We welcome the Government's special package of €80 million for aviation, which included an EU state aid approved allocation of €20 million for route incentives and charge rebates at Dublin, Shannon and Cork airports covering the winter period that has just finished. We also welcome the €200 million in horizontal supports which have been provided to the sector through wage subsidies, rates waivers and so on. However, our business case shows that the levels of supports provided to airports and airlines will need to increase substantially and be multi-annual rather than focused on the recently completed winter season. The TRSS costs over a multi-annual period, whether for Shannon alone or for all State-owned airports combined, is a fraction of the economic impact of the aviation sector. For example, the maximum three-year cost of airport charges support for Shannon Airport is less than the annual local economy and Exchequer spend in respect of just three hotels in the region where I am sitting today, Dromoland Castle Hotel, Shannon Springs Hotel and the Great National South Court Hotel, Limerick.

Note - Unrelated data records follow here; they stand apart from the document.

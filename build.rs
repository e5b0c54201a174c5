//! Regenerates `include/annotator.h` when the `header` feature is enabled.

fn main() {
    #[cfg(feature = "header")]
    generate_header();

    println!("cargo:rerun-if-changed=cbindgen.toml");
    println!("cargo:rerun-if-changed=src/ffi");
}

#[cfg(feature = "header")]
fn generate_header() {
    use std::path::PathBuf;

    let crate_dir = match std::env::var("CARGO_MANIFEST_DIR") {
        Ok(dir) => dir,
        Err(_) => return,
    };
    let output_dir = PathBuf::from(&crate_dir).join("include");
    if let Err(e) = std::fs::create_dir_all(&output_dir) {
        println!("cargo:warning=cannot create include dir: {}", e);
        return;
    }

    match cbindgen::Builder::new()
        .with_crate(&crate_dir)
        .with_config(cbindgen::Config::from_root_or_default(&crate_dir))
        .generate()
    {
        Ok(bindings) => {
            bindings.write_to_file(output_dir.join("annotator.h"));
        }
        Err(e) => println!("cargo:warning=header generation failed: {}", e),
    }
}
//! Model management.
//!
//! Handles configuration parsing, lexicon loading and registry tracking.

mod config;
mod lexicon;
mod registry;

pub use config::{
    AnnotatorConfig, ModelSection, ParserSection, TaggerSection, SUPPORTED_FORMAT_VERSION,
};
pub use lexicon::{normalize_form, Lexicon, LexiconEntry};
pub use registry::{HandleRegistry, ModelHandle};
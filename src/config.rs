//! Runtime configuration loading from environment variables.
//!
//! All configuration values are loaded from `ANNOTATOR_*` environment
//! variables with sensible defaults. Invalid values fall back to defaults
//! without crashing.
//!
//! # Environment Variables
//!
//! | Variable | Default | Description |
//! |---|---|---|
//! | `ANNOTATOR_LOG` | unset | Tracing filter; unset installs no subscriber |
//! | `ANNOTATOR_LOG_FORMAT` | `json` | `json` or `pretty` |
//! | `ANNOTATOR_LOG_FILE` | unset | Write logs to this file instead of stderr |
//! | `ANNOTATOR_INTRAOP_THREADS` | 0 | Initial intra-op width (0 = auto) |
//! | `ANNOTATOR_INTEROP_THREADS` | 0 | Initial inter-op width (0 = auto) |
//! | `ANNOTATOR_MAX_INPUT_BYTES` | 268435456 | Max serialized batch size (bytes) |

use std::path::PathBuf;
use std::sync::OnceLock;

use crate::telemetry::{LogConfig, LogFormat};

const DEFAULT_MAX_INPUT_BYTES: usize = 256 * 1024 * 1024; // 256 MiB
const MIN_MAX_INPUT_BYTES: usize = 1024; // floor: 1 KiB

/// All runtime configuration loaded from environment variables.
#[derive(Debug, Clone)]
pub struct EnvConfig {
    /// Logging setup; `None` when `ANNOTATOR_LOG` is unset.
    pub log: Option<LogConfig>,
    pub intra_op_threads: usize,
    pub inter_op_threads: usize,
    pub max_input_bytes: usize,
}

impl Default for EnvConfig {
    fn default() -> Self {
        Self {
            log: None,
            intra_op_threads: 0,
            inter_op_threads: 0,
            max_input_bytes: DEFAULT_MAX_INPUT_BYTES,
        }
    }
}

/// Parse a `usize` env var, returning `default` on missing or invalid.
fn parse_usize(key: &str, default: usize) -> usize {
    match std::env::var(key) {
        Ok(val) => val.trim().parse::<usize>().unwrap_or(default),
        Err(_) => default,
    }
}

/// Load logging configuration from environment.
fn load_log_config() -> Option<LogConfig> {
    let level = std::env::var("ANNOTATOR_LOG").ok()?;
    let level = level.trim();
    if level.is_empty() {
        return None;
    }

    let format = match std::env::var("ANNOTATOR_LOG_FORMAT").as_deref() {
        Ok("pretty") => LogFormat::Pretty,
        _ => LogFormat::Json,
    };
    let output_path = std::env::var_os("ANNOTATOR_LOG_FILE").map(PathBuf::from);

    Some(LogConfig {
        format,
        level: level.to_string(),
        output_path,
    })
}

/// Load all configuration from environment variables.
///
/// Missing or invalid values fall back to safe defaults without panicking.
pub fn load() -> EnvConfig {
    let max_input_bytes = parse_usize("ANNOTATOR_MAX_INPUT_BYTES", DEFAULT_MAX_INPUT_BYTES);

    EnvConfig {
        log: load_log_config(),
        intra_op_threads: parse_usize("ANNOTATOR_INTRAOP_THREADS", 0),
        inter_op_threads: parse_usize("ANNOTATOR_INTEROP_THREADS", 0),
        max_input_bytes: max_input_bytes.max(MIN_MAX_INPUT_BYTES),
    }
}

static CURRENT: OnceLock<EnvConfig> = OnceLock::new();

/// Configuration of this process, read from the environment on first use.
pub fn current() -> &'static EnvConfig {
    CURRENT.get_or_init(load)
}

#[cfg(test)]
mod tests {
    use super::*;
    use serial_test::serial;

    const ENV_KEYS: &[&str] = &[
        "ANNOTATOR_LOG",
        "ANNOTATOR_LOG_FORMAT",
        "ANNOTATOR_LOG_FILE",
        "ANNOTATOR_INTRAOP_THREADS",
        "ANNOTATOR_INTEROP_THREADS",
        "ANNOTATOR_MAX_INPUT_BYTES",
    ];

    fn clear_env_vars() {
        for k in ENV_KEYS {
            std::env::remove_var(k);
        }
    }

    #[test]
    #[serial]
    fn test_defaults_are_sensible() {
        clear_env_vars();
        let cfg = load();
        assert!(cfg.log.is_none());
        assert_eq!(cfg.intra_op_threads, 0);
        assert_eq!(cfg.inter_op_threads, 0);
        assert_eq!(cfg.max_input_bytes, 256 * 1024 * 1024);
    }

    #[test]
    #[serial]
    fn test_env_vars_override_defaults() {
        clear_env_vars();
        std::env::set_var("ANNOTATOR_LOG", "annotator_core=debug");
        std::env::set_var("ANNOTATOR_LOG_FORMAT", "pretty");
        std::env::set_var("ANNOTATOR_LOG_FILE", "/tmp/annotator.log");
        std::env::set_var("ANNOTATOR_INTRAOP_THREADS", "4");
        std::env::set_var("ANNOTATOR_INTEROP_THREADS", "2");
        std::env::set_var("ANNOTATOR_MAX_INPUT_BYTES", "65536");
        let cfg = load();

        let log = cfg.log.expect("logging configured");
        assert_eq!(log.level, "annotator_core=debug");
        assert_eq!(log.format, LogFormat::Pretty);
        assert_eq!(log.output_path, Some(PathBuf::from("/tmp/annotator.log")));
        assert_eq!(cfg.intra_op_threads, 4);
        assert_eq!(cfg.inter_op_threads, 2);
        assert_eq!(cfg.max_input_bytes, 65536);
        clear_env_vars();
    }

    #[test]
    #[serial]
    fn test_invalid_env_falls_back_to_default() {
        clear_env_vars();
        std::env::set_var("ANNOTATOR_INTRAOP_THREADS", "lots");
        std::env::set_var("ANNOTATOR_INTEROP_THREADS", "-3");
        std::env::set_var("ANNOTATOR_MAX_INPUT_BYTES", "xyz");
        std::env::set_var("ANNOTATOR_LOG", "  ");
        let cfg = load();
        assert!(cfg.log.is_none());
        assert_eq!(cfg.intra_op_threads, 0);
        assert_eq!(cfg.inter_op_threads, 0);
        assert_eq!(cfg.max_input_bytes, 256 * 1024 * 1024);
        clear_env_vars();
    }

    #[test]
    #[serial]
    fn test_max_input_bytes_floor() {
        clear_env_vars();
        std::env::set_var("ANNOTATOR_MAX_INPUT_BYTES", "0");
        let cfg = load();
        assert!(cfg.max_input_bytes >= 1024, "input limit must have floor");
        clear_env_vars();
    }

    #[test]
    #[serial]
    fn test_unknown_log_format_is_json() {
        clear_env_vars();
        std::env::set_var("ANNOTATOR_LOG", "info");
        std::env::set_var("ANNOTATOR_LOG_FORMAT", "xml");
        let cfg = load();
        assert_eq!(cfg.log.unwrap().format, LogFormat::Json);
        clear_env_vars();
    }
}
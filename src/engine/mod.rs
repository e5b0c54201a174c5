//! Annotation engine.
//!
//! Every model is driven through the [`AnnotationModel`] trait; the
//! registry and the C boundary never see concrete model types. The
//! built-in [`LexiconAnnotator`] is loaded from a TOML configuration.

mod annotator;
pub mod error;

use std::path::Path;
use std::sync::Arc;

pub use annotator::LexiconAnnotator;
pub use error::AnnotatorError;

use crate::scheduler::{annotate_batched, for_each_parallel, Parallelism};
use crate::sentences::Sentence;

/// A loaded annotation model.
///
/// Models are shared between threads and must not rely on mutable state
/// during annotation.
pub trait AnnotationModel: Send + Sync {
    /// Model name, used in logs.
    fn name(&self) -> &str;

    /// Replace every annotation layer of `sentence`.
    fn annotate_sentence(&self, sentence: &mut Sentence) -> Result<(), AnnotatorError>;

    /// Annotate one batch, spreading its sentences over `intra_op` workers.
    fn annotate_batch(
        &self,
        batch: &mut [&mut Sentence],
        intra_op: usize,
    ) -> Result<(), AnnotatorError> {
        for_each_parallel(batch, intra_op, |sentence| {
            self.annotate_sentence(sentence)
        })
    }
}

/// Load the model described by the configuration at `config_path`.
pub fn load_model(config_path: impl AsRef<Path>) -> Result<Arc<dyn AnnotationModel>, AnnotatorError> {
    let annotator = LexiconAnnotator::load(config_path)?;
    Ok(Arc::new(annotator))
}

/// Annotate `sentences` with `model`, returning them in input order.
pub fn annotate(
    model: &dyn AnnotationModel,
    mut sentences: Vec<Sentence>,
    batch_size: usize,
    parallelism: Parallelism,
) -> Result<Vec<Sentence>, AnnotatorError> {
    annotate_batched(model, &mut sentences, batch_size, parallelism)?;
    Ok(sentences)
}
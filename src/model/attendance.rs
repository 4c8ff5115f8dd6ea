use chrono::{NaiveDate, NaiveTime};
use serde::{Deserialize, Serialize};
use utoipa::ToSchema;

#[derive(Debug, Serialize, Deserialize, sqlx::FromRow, ToSchema)]
pub struct Attendance {
    pub id: u64,
    pub employee_id: u64,
    #[schema(value_type = String, format = "date")]
    pub date: NaiveDate,
    #[schema(value_type = Option<String>, example = "08:02:11")]
    pub check_in: Option<NaiveTime>,
    #[schema(value_type = Option<String>, example = "17:04:52")]
    pub check_out: Option<NaiveTime>,
}

impl Attendance {
    /// Hours between check in and check out; `None` while the day is still open.
    pub fn worked_hours(&self) -> Option<f64> {
        let (start, end) = (self.check_in?, self.check_out?);
        let minutes = (end - start).num_minutes().max(0);
        Some(super::employee::round2(minutes as f64 / 60.0))
    }
}

#[cfg(test)]
mod tests {
    use super::*;

    fn record(check_in: Option<&str>, check_out: Option<&str>) -> Attendance {
        let t = |s: &str| NaiveTime::parse_from_str(s, "%H:%M").unwrap();
        Attendance {
            id: 1,
            employee_id: 1,
            date: NaiveDate::from_ymd_opt(2026, 3, 2).unwrap(),
            check_in: check_in.map(t),
            check_out: check_out.map(t),
        }
    }

    #[test]
    fn open_day_has_no_hours() {
        assert_eq!(record(Some("08:00"), None).worked_hours(), None);
    }

    #[test]
    fn closed_day_reports_hours() {
        assert_eq!(record(Some("08:00"), Some("16:30")).worked_hours(), Some(8.5));
    }
}
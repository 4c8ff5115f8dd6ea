use crate::{
    auth::auth::AuthUser,
    config::Config,
    error::AppError,
    service::settings::{self as settings_service, ExportedSetting, GroupedSettings, HealthReport, HealthStatus, ImportSummary},
};
use actix_web::{HttpResponse, Responder, web};
use serde::Deserialize;
use serde_json::json;
use sqlx::MySqlPool;
use tracing::info;
use utoipa::ToSchema;

#[derive(Debug, Deserialize, ToSchema)]
pub struct ImportSettings {
    pub settings: Vec<ExportedSetting>,
    #[serde(default)]
    pub overwrite_existing: bool,
}

/// All settings grouped by category, values cast to their stored type.
#[utoipa::path(
    get,
    path = "/api/settings",
    responses(
        (status = 200, body = Object, example = json!({
            "general": { "app_name": "SND Rental Management", "decimal_places": 2 },
            "security": { "password_min_length": 8 }
        }))
    ),
    tag = "Settings",
    security(("bearer_auth" = []))
)]
pub async fn all_settings(auth: AuthUser, pool: web::Data<MySqlPool>) -> actix_web::Result<impl Responder> {
    auth.require_admin()?;

    let settings = settings_service::get_all(pool.get_ref()).await?;
    Ok(HttpResponse::Ok().json(settings))
}

#[utoipa::path(
    get,
    path = "/api/settings/public",
    responses((status = 200, description = "Settings flagged public", body = Object)),
    tag = "Settings",
    security(("bearer_auth" = []))
)]
pub async fn public_settings(_auth: AuthUser, pool: web::Data<MySqlPool>) -> actix_web::Result<impl Responder> {
    let settings = settings_service::get_public(pool.get_ref()).await?;
    Ok(HttpResponse::Ok().json(settings))
}

#[utoipa::path(
    get,
    path = "/api/settings/{key}",
    params(("key", Path, description = "Setting key, e.g. currency")),
    responses(
        (status = 200, body = Object, example = json!({ "key": "currency", "value": "USD" })),
        (status = 404, description = "Unknown setting")
    ),
    tag = "Settings",
    security(("bearer_auth" = []))
)]
pub async fn get_setting(
    auth: AuthUser,
    pool: web::Data<MySqlPool>,
    path: web::Path<String>,
) -> actix_web::Result<impl Responder> {
    auth.require_admin()?;
    let key = path.into_inner();

    let value = settings_service::get_setting(pool.get_ref(), &key)
        .await?
        .ok_or_else(|| AppError::not_found(format!("Setting '{}' not found", key)))?;
    Ok(HttpResponse::Ok().json(json!({ "key": key, "value": value })))
}

/// Update Settings
///
/// Body is `{category: {key: value}}`. Unknown keys are created with a type inferred
/// from the JSON value; existing keys keep their stored type.
#[utoipa::path(
    put,
    path = "/api/settings",
    request_body(content = Object, example = json!({ "general": { "currency": "SAR" } })),
    responses(
        (status = 200, body = Object, example = json!({ "message": "Settings updated", "updated": 1 })),
        (status = 400, description = "No settings or an empty key"),
        (status = 422, description = "Value of the wrong type or out of range")
    ),
    tag = "Settings",
    security(("bearer_auth" = []))
)]
pub async fn update_settings(
    auth: AuthUser,
    pool: web::Data<MySqlPool>,
    payload: web::Json<GroupedSettings>,
) -> actix_web::Result<impl Responder> {
    auth.require_admin()?;

    let updated = settings_service::update_settings(pool.get_ref(), &payload).await?;
    info!(updated, user_id = auth.user_id, "Settings updated");
    Ok(HttpResponse::Ok().json(json!({ "message": "Settings updated", "updated": updated })))
}

#[utoipa::path(
    post,
    path = "/api/settings/reset",
    responses((status = 200, body = Object, example = json!({ "message": "Settings reset to defaults", "count": 40 }))),
    tag = "Settings",
    security(("bearer_auth" = []))
)]
pub async fn reset_settings(auth: AuthUser, pool: web::Data<MySqlPool>) -> actix_web::Result<impl Responder> {
    auth.require_admin()?;

    let count = settings_service::reset_all(pool.get_ref()).await?;
    Ok(HttpResponse::Ok().json(json!({ "message": "Settings reset to defaults", "count": count })))
}

#[utoipa::path(
    post,
    path = "/api/settings/reset/{category}",
    params(("category", Path, description = "general, security, performance, notifications or maintenance")),
    responses(
        (status = 200, body = Object, example = json!({ "message": "Category reset to defaults", "count": 8 })),
        (status = 404, description = "Unknown category")
    ),
    tag = "Settings",
    security(("bearer_auth" = []))
)]
pub async fn reset_category(
    auth: AuthUser,
    pool: web::Data<MySqlPool>,
    path: web::Path<String>,
) -> actix_web::Result<impl Responder> {
    auth.require_admin()?;

    let count = settings_service::reset_category(pool.get_ref(), &path).await?;
    Ok(HttpResponse::Ok().json(json!({ "message": "Category reset to defaults", "count": count })))
}

#[utoipa::path(
    get,
    path = "/api/settings/export",
    responses((status = 200, body = [ExportedSetting])),
    tag = "Settings",
    security(("bearer_auth" = []))
)]
pub async fn export_settings(auth: AuthUser, pool: web::Data<MySqlPool>) -> actix_web::Result<impl Responder> {
    auth.require_admin()?;

    let exported = settings_service::export_settings(pool.get_ref()).await?;
    Ok(HttpResponse::Ok().json(exported))
}

#[utoipa::path(
    post,
    path = "/api/settings/import",
    request_body = ImportSettings,
    responses(
        (status = 200, body = ImportSummary),
        (status = 400, description = "Unknown setting type")
    ),
    tag = "Settings",
    security(("bearer_auth" = []))
)]
pub async fn import_settings(
    auth: AuthUser,
    pool: web::Data<MySqlPool>,
    payload: web::Json<ImportSettings>,
) -> actix_web::Result<impl Responder> {
    auth.require_admin()?;

    let summary =
        settings_service::import_settings(pool.get_ref(), &payload.settings, payload.overwrite_existing).await?;
    Ok(HttpResponse::Ok().json(summary))
}

/// System Health
///
/// Responds 503 when any check is unhealthy.
#[utoipa::path(
    get,
    path = "/api/health",
    responses(
        (status = 200, body = HealthReport),
        (status = 503, body = HealthReport)
    ),
    tag = "Settings",
    security(("bearer_auth" = []))
)]
pub async fn system_health(
    auth: AuthUser,
    pool: web::Data<MySqlPool>,
    config: web::Data<Config>,
) -> actix_web::Result<impl Responder> {
    auth.require_admin()?;

    let report = settings_service::system_health(pool.get_ref(), &config.log_dir).await;
    let response = if report.overall_status == HealthStatus::Unhealthy {
        HttpResponse::ServiceUnavailable().json(report)
    } else {
        HttpResponse::Ok().json(report)
    };
    Ok(response)
}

The International Air Transport Association, IATA, has been consistently making the case for international government action to stimulate market recovery in the face of the devastating impact of the Covid-19 pandemic on the aviation, tourism and hospitality sectors. The TRSS we are presenting to the Government is our solution to stimulating such a recovery in Ireland, so we are very much in solution mode. Again, I emphasise that as Shannon Chamber, together with the Irish Hotels Federation and with the support of Galway, Ennis and Limerick chambers, we believe Ireland must adopt this approach, given what is happening internationally, with €173 billion given by governments globally to airlines and airports since the onset of Covid-19, and that is just up to December 2020. We will be facing into a very competitive aviation marketplace once travel restrictions lift, with airlines favouring airports with lower airport charges and route support facilitating fare reductions to attract and reignite passenger numbers growth. Ireland's regional airports simply must be enabled to compete. That is why we need and must have a clear, actionable and fully funded plan to restore connectivity to this island.